Но Август и не думает обижаться. Вытирает руки, ощупывает свою длиннополость, будто ищет что-то. Нет, все на месте. Ничего нет. Варвара лежит на кровати, утопая в перине, зажав между ног подушку, я лежу на кровати, утопая в перине, Меридиана лежит на кровати, зажав между ног подушку, маленькая девочка с полароидного снимка, удивленная, завороженная, мечтательная, вся жизнь впереди, – такая огромная, бесконечная жизнь! – лежит на кровати, кто из них я? кто из них я?

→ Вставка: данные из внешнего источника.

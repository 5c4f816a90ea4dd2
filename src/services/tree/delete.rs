use super::navigator::Navigator;
use crate::core::errors::Result;
use crate::models::entry::EntryId;
use crate::services::store::EntryStore;

/// Removes an entry together with everything below it.
#[derive(Clone)]
pub struct DeleteEngine {
    store: EntryStore,
    navigator: Navigator,
}

impl DeleteEngine {
    pub fn new(store: EntryStore, navigator: Navigator) -> Self {
        Self { store, navigator }
    }

    /// Deletes children before their parents and `id` last, so a retry after
    /// a partial failure converges on the same end state. Returns how many
    /// descendants were removed.
    #[tracing::instrument(skip(self))]
    pub async fn delete_recursively(&self, id: &EntryId) -> Result<usize> {
        let descendants = self.navigator.descendants_of(id).await?;
        let count = descendants.len();

        // Discovery order is breadth first, so reversing it puts every child
        // ahead of its parent.
        for entry in descendants.iter().rev() {
            self.store.remove(&entry.id).await?;
        }
        self.store.remove(id).await?;

        tracing::info!(descendants = count, "deleted subtree");
        Ok(count)
    }
}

Маленькая девочка, еще верящая в чудеса. Потому что нельзя не верить в очевидное. Была ли она на самом деле? У нее были красные гольфы, царапина на правой коленке, выше – на толщину детского мизинца – радужное полосатое платье, какое только и может выбрать озорница с кокетливой улыбкой и большими голубыми глазами. «Вот ведь кикимора!» – по незнанию, шутя говорила мать, глядя на непоседу, которая, кажется, снова что-то замышляла, наматывая на пальчик русый, пахнущий ромашковым шампунем, локон, – все переколобродит, все у нее вверх тормашками. Уже годы спустя, в сердцещемящем отрочестве, голубоглазая в дурном настроении почему-то вспомнила эти слова, из любопытства поинтересовалась в Википедии: «Кикимора, – читает она, – потустороннее существо в женском обличии, приносящее вред в хозяйстве. В земной жизни кикиморы были самоубийцами или проклятыми детьми». Проклятыми. С этого момента и до самого почти окончания университета она пыталась соответствовать непреднамеренному и совершенно выдуманному проклятию: часто делала наперекор – даже себе. Чувствовала себя по ту сторону. Расплетала собственную – едва очерченную жизнь – прядь за прядью. Бессонная – шлепала босыми ногами по ночам в своей – но такой чужой и холодной – квартире, прошептывала по темным паучьим углам одной ей ведомые молитвы, молчаливо била посуду, покрывала чернильной вязью осточертевшее ненавистное лицо, превращая его в переплетение иссохших и ядовитых тисовых веток, и даже была поймана однажды за тем, что отстригает волосы у спящих: у сестры, у своего бойфренда (хоть и не выносила это слово), даже у отца – и так не обладавшего густой шевелюрой. Это пугало близких: среди ночи, в их постели, с любопытным и уставшим бледным лицом, выглядывающим из темноты. И она замечала их страх. И ей это нравилось.